• _Instructions to follow_: Only the lines below from the one containing "of account balances." to the one containing "Open the account" should be repeated, both included and unchanged.

--- Source material ---

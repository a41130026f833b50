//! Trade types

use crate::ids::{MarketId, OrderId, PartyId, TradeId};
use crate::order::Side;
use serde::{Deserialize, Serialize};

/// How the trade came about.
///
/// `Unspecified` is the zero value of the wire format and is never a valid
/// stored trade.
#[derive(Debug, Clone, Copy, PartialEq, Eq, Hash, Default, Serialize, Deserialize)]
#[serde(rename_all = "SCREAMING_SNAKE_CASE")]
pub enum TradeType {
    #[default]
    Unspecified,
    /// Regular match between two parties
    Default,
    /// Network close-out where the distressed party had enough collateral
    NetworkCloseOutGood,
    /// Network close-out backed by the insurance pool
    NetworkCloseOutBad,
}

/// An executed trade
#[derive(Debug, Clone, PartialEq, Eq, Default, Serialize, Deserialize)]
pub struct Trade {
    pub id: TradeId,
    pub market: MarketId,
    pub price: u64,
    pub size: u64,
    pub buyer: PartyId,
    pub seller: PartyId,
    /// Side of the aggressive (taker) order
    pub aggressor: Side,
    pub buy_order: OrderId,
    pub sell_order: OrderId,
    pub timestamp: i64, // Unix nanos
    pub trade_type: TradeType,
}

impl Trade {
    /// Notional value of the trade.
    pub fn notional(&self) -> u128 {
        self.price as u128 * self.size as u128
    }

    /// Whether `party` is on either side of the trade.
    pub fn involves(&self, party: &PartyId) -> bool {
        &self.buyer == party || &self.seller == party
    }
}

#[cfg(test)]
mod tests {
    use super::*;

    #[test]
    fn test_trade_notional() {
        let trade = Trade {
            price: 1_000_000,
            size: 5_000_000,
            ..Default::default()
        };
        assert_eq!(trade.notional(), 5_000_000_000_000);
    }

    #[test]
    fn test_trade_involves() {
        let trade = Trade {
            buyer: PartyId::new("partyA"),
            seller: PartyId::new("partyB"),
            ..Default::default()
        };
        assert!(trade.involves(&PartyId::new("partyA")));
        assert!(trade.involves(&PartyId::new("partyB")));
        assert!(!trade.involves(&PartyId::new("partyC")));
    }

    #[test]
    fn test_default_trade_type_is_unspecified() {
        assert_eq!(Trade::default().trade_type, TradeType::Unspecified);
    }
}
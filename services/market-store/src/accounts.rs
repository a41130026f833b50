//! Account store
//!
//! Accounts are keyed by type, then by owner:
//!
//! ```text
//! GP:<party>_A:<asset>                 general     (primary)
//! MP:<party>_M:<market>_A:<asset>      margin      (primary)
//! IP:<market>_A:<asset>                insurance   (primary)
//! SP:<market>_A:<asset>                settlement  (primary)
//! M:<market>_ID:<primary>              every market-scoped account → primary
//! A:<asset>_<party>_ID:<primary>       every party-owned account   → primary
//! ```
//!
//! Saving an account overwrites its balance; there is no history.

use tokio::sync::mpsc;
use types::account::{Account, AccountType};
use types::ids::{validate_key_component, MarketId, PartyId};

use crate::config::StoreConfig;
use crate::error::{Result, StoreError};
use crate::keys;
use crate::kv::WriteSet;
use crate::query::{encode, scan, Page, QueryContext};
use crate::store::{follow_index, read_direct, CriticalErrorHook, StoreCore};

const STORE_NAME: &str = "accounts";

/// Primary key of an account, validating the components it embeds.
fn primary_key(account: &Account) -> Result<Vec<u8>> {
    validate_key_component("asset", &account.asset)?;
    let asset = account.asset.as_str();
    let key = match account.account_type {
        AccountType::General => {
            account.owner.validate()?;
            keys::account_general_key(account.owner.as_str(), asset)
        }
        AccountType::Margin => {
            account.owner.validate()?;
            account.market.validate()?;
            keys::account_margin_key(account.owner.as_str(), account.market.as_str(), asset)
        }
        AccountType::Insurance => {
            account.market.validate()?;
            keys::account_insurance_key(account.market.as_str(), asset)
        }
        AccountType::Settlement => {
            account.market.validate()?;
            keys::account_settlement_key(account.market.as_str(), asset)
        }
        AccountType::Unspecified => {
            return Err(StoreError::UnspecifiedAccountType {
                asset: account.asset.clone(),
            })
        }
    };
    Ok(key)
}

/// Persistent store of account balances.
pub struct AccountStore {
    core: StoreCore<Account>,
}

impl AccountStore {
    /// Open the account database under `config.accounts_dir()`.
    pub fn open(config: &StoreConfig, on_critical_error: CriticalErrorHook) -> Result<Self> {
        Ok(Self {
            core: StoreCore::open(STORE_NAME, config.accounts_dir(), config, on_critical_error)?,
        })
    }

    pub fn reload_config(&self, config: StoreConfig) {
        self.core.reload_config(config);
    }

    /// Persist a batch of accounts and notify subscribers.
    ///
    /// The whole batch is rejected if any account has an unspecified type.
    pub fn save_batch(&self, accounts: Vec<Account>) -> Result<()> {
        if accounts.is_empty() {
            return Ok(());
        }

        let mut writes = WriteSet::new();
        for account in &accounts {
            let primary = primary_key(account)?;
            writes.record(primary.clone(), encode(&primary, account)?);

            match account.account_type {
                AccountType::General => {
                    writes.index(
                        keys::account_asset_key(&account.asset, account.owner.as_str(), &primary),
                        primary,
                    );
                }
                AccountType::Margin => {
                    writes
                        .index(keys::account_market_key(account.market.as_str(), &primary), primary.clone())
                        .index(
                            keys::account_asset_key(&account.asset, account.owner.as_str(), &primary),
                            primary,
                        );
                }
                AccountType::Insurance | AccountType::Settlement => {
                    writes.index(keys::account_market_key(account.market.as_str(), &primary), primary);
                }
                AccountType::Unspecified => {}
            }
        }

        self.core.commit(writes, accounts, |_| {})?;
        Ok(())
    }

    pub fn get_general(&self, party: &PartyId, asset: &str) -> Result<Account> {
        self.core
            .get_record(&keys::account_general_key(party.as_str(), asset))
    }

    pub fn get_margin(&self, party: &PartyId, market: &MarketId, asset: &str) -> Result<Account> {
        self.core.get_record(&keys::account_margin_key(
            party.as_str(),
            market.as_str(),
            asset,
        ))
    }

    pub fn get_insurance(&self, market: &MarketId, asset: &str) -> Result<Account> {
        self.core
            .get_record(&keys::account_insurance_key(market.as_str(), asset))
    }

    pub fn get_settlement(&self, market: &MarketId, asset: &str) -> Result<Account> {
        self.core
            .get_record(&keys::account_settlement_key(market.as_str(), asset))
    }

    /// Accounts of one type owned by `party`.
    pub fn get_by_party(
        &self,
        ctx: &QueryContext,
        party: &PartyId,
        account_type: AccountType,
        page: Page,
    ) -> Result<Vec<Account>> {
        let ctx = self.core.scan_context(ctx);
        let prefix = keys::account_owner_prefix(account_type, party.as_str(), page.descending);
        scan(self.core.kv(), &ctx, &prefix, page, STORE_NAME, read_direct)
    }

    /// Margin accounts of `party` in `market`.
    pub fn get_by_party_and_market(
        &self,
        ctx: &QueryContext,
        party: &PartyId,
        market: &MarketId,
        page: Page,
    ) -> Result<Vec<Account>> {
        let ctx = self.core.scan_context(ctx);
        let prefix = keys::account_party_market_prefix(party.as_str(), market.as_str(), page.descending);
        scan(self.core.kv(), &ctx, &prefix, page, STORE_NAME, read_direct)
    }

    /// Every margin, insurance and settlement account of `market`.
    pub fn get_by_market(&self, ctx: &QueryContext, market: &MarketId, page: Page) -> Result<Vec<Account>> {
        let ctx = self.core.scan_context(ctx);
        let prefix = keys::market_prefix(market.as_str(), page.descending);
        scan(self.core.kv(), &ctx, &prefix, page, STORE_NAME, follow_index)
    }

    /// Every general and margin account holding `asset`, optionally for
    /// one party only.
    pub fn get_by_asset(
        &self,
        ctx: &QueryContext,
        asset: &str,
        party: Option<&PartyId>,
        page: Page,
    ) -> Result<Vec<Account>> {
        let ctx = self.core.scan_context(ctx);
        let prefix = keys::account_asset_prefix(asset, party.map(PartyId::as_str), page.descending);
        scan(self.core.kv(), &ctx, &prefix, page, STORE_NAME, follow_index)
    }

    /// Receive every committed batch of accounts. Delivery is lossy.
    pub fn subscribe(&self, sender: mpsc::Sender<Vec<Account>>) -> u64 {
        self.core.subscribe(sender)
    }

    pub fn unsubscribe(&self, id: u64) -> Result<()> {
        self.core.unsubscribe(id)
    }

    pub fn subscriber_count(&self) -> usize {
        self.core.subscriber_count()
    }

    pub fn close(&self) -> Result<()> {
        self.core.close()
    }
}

---

• _Answer space_:
/// Persistent store of account balances.
pub struct AccountStore {
    core: StoreCore<Account>,
}

impl AccountStore {
    /// Open the account database under `config.accounts_dir()`.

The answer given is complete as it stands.